**Task details:** Set down the data again in full, keeping every line exactly as it is.

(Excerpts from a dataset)
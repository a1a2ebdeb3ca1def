// SPDX-License-Identifier: BUSL-1.1
// Copyright (c) 2026 Alfred Jean LLC

//! Persisted topic cursors
//!
//! One cursor per topic: the sequence number of the next record to deliver.
//! The whole mapping is written as a single JSON snapshot on every save —
//! a full rewrite, never a delta.

use std::collections::HashMap;
use std::fs::File;
use std::io::{self, Write};
use std::path::PathBuf;
use std::sync::RwLock;
use tracing::info;

use crate::error::StorageError;

/// Topic cursor store with snapshot persistence
pub struct OffsetStore {
    path: PathBuf,
    offsets: RwLock<HashMap<String, i64>>,
}

impl OffsetStore {
    /// Create a store that snapshots to `path`. Nothing is read until
    /// [`OffsetStore::load`] is called.
    pub fn new(path: impl Into<PathBuf>) -> Self {
        Self {
            path: path.into(),
            offsets: RwLock::new(HashMap::new()),
        }
    }

    /// Current cursor for a topic, 0 if the topic has never been seen
    pub fn get(&self, topic: &str) -> i64 {
        self.offsets
            .read()
            .unwrap_or_else(|e| e.into_inner())
            .get(topic)
            .copied()
            .unwrap_or(0)
    }

    /// Create a topic's cursor at 0 if no entry exists yet.
    ///
    /// Idempotent: an existing cursor is never regressed.
    pub fn init_topic(&self, topic: &str) {
        let mut offsets = self.offsets.write().unwrap_or_else(|e| e.into_inner());
        offsets.entry(topic.to_string()).or_insert(0);
    }

    /// Add one to a topic's cursor (creating it at 0 first if absent) and
    /// return the new value
    pub fn increment(&self, topic: &str) -> i64 {
        let mut offsets = self.offsets.write().unwrap_or_else(|e| e.into_inner());
        let offset = offsets.entry(topic.to_string()).or_insert(0);
        *offset += 1;
        *offset
    }

    /// Write the entire mapping as one snapshot, overwriting the previous
    /// file, then force it durable
    pub fn save(&self) -> Result<(), StorageError> {
        let json = {
            let offsets = self.offsets.read().unwrap_or_else(|e| e.into_inner());
            serde_json::to_string(&*offsets)?
        };

        let mut file = File::create(&self.path)?;
        file.write_all(json.as_bytes())?;
        file.sync_all()?;
        Ok(())
    }

    /// Merge the snapshot file into memory. A missing file is not an error;
    /// the store just starts empty.
    pub fn load(&self) -> Result<(), StorageError> {
        let content = match std::fs::read_to_string(&self.path) {
            Ok(c) => c,
            Err(e) if e.kind() == io::ErrorKind::NotFound => {
                info!(path = %self.path.display(), "no offsets snapshot, starting empty");
                return Ok(());
            }
            Err(e) => return Err(e.into()),
        };

        let snapshot: HashMap<String, i64> = serde_json::from_str(&content)?;
        let mut offsets = self.offsets.write().unwrap_or_else(|e| e.into_inner());
        for (topic, offset) in snapshot {
            offsets.insert(topic, offset);
        }
        info!(topics = offsets.len(), path = %self.path.display(), "loaded topic cursors");
        Ok(())
    }

    /// Clone of the in-memory mapping
    pub fn entries(&self) -> HashMap<String, i64> {
        self.offsets
            .read()
            .unwrap_or_else(|e| e.into_inner())
            .clone()
    }
}

#[cfg(test)]
#[path = "offsets_tests.rs"]
mod tests;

**Written solution:**
repository a1a2ebdeb3ca1def
// SPDX-License-Identifier: BUSL-1.1
// Copyright (c) 2026 Alfred Jean LLC

//! Persisted topic cursors
//!
//! One cursor per topic: the sequence number of the next record to deliver.
//! The whole mapping is written as a single JSON snapshot on every save —
//! a full rewrite, never a delta.

use std::collections::HashMap;
use std::fs::File;
use std::io::{self, Write};
use std::path::PathBuf;
use std::sync::RwLock;
use tracing::info;

use crate::error::StorageError;

/// Topic cursor store with snapshot persistence
pub struct OffsetStore {
    path: PathBuf,
    offsets: RwLock<HashMap<String, i64>>,
}

impl OffsetStore {
    /// Create a store that snapshots to `path`. Nothing is read until
    /// [`OffsetStore::load`] is called.
    pub fn new(path: impl Into<PathBuf>) -> Self {
        Self {
            path: path.into(),
            offsets: RwLock::new(HashMap::new()),
        }
    }

    /// Current cursor for a topic, 0 if the topic has never been seen
    pub fn get(&self, topic: &str) -> i64 {
        self.offsets
            .read()
            .unwrap_or_else(|e| e.into_inner())
            .get(topic)
            .copied()
            .unwrap_or(0)
    }

    /// Create a topic's cursor at 0 if no entry exists yet.
    ///
    /// Idempotent: an existing cursor is never regressed.
    pub fn init_topic(&self, topic: &str) {
        let mut offsets = self.offsets.write().unwrap_or_else(|e| e.into_inner());
        offsets.entry(topic.to_string()).or_insert(0);
    }

    /// Add one to a topic's cursor (creating it at 0 first if absent) and
    /// return the new value
    pub fn increment(&self, topic: &str) -> i64 {
        let mut offsets = self.offsets.write().unwrap_or_else(|e| e.into_inner());
        let offset = offsets.entry(topic.to_string()).or_insert(0);
        *offset += 1;
        *offset
    }

    /// Write the entire mapping as one snapshot, overwriting the previous
    /// file, then force it durable
    pub fn save(&self) -> Result<(), StorageError> {
        let json = {
            let offsets = self.offsets.read().unwrap_or_else(|e| e.into_inner());
            serde_json::to_string(&*offsets)?
        };

        let mut file = File::create(&self.path)?;
        file.write_all(json.as_bytes())?;
        file.sync_all()?;
        Ok(())
    }

    /// Merge the snapshot file into memory. A missing file is not an error;
    /// the store just starts empty.
    pub fn load(&self) -> Result<(), StorageError> {
        let content = match std::fs::read_to_string(&self.path) {
            Ok(c) => c,
            Err(e) if e.kind() == io::ErrorKind::NotFound => {
                info!(path = %self.path.display(), "no offsets snapshot, starting empty");
                return Ok(());
            }
            Err(e) => return Err(e.into()),
        };

        let snapshot: HashMap<String, i64> = serde_json::from_str(&content)?;
        let mut offsets = self.offsets.write().unwrap_or_else(|e| e.into_inner());
        for (topic, offset) in snapshot {
            offsets.insert(topic, offset);
        }
        info!(topics = offsets.len(), path = %self.path.display(), "loaded topic cursors");
        Ok(())
    }

    /// Clone of the in-memory mapping
    pub fn entries(&self) -> HashMap<String, i64> {
        self.offsets
            .read()
            .unwrap_or_else(|e| e.into_inner())
            .clone()
    }
}

#[cfg(test)]
#[path = "offsets_tests.rs"]
mod tests;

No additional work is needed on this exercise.